Task to complete: Tally the lines in the material below that hold the string "this" and report the tally alone.

Dataset records:
○ ○ ○

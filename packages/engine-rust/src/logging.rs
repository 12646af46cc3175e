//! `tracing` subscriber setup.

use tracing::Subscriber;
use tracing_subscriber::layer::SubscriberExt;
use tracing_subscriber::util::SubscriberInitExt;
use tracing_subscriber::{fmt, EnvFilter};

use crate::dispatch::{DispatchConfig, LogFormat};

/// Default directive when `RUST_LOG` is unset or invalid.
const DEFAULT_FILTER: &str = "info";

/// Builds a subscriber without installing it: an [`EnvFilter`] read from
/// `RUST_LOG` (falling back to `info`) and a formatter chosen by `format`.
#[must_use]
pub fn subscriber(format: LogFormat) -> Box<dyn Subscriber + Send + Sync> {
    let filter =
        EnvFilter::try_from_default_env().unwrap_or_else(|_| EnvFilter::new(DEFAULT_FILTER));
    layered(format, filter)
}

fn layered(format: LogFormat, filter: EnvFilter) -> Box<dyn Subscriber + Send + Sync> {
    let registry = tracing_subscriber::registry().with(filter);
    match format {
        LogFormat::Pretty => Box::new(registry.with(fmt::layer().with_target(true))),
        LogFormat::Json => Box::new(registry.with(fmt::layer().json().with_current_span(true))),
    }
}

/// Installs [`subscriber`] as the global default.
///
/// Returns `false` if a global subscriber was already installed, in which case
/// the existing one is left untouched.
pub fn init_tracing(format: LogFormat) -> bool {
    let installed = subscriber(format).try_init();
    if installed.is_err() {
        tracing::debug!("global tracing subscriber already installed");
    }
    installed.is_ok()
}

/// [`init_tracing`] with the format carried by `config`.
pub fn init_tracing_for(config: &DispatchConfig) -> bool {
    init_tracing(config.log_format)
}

○ ○ ○

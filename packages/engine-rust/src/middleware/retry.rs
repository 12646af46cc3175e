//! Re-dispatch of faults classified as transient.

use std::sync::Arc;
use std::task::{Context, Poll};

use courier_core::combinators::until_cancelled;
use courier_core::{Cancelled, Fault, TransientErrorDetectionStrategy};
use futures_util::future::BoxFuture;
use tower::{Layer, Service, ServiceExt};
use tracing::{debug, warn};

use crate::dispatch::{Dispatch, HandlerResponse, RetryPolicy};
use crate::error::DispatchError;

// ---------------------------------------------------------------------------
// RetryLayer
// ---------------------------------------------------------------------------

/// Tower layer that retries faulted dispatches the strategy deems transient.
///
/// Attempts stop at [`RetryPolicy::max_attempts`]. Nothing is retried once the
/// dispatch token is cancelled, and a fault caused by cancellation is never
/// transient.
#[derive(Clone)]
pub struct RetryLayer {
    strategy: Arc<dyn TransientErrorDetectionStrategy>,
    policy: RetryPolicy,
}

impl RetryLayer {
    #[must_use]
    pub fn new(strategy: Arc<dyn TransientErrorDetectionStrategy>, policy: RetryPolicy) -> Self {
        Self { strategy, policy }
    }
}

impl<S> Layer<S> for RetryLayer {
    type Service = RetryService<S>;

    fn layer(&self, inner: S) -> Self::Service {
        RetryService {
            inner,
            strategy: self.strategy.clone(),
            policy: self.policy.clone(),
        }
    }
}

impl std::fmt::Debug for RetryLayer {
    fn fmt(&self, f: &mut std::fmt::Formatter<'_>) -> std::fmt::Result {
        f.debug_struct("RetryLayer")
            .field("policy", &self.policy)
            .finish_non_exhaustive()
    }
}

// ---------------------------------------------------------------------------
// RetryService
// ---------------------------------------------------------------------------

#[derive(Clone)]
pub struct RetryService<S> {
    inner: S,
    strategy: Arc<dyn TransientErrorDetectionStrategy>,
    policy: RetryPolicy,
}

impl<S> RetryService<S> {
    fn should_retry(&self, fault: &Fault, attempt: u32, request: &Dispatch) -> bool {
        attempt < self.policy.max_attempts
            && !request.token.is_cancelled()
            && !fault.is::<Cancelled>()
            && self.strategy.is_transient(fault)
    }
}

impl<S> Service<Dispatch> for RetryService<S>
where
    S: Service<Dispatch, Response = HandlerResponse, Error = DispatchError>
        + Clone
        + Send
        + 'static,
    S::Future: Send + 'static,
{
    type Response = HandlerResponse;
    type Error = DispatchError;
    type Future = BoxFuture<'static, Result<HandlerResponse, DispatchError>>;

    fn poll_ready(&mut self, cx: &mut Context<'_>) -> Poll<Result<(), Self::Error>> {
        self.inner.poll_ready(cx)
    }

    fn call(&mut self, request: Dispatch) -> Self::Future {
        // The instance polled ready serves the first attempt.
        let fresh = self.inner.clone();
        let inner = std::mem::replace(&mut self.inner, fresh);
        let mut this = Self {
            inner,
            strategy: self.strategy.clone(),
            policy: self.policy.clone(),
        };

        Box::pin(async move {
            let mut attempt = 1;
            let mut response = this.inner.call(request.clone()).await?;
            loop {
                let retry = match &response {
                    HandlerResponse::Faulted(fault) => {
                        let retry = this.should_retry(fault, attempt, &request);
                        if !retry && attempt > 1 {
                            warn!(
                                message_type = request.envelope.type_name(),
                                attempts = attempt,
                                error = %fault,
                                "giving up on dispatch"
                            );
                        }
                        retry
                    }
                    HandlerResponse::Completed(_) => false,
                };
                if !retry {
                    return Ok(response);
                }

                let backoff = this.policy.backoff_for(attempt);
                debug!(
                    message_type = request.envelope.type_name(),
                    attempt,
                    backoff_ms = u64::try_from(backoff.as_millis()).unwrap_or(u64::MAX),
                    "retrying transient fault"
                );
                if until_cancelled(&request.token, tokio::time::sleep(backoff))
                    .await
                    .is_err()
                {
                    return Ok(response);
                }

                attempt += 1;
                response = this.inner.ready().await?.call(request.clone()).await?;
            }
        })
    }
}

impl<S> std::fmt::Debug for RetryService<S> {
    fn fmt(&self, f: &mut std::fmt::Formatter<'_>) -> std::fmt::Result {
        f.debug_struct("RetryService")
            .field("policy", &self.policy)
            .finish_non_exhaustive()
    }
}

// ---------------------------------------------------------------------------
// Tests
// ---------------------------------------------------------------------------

○ ○ ○

Expected output: 5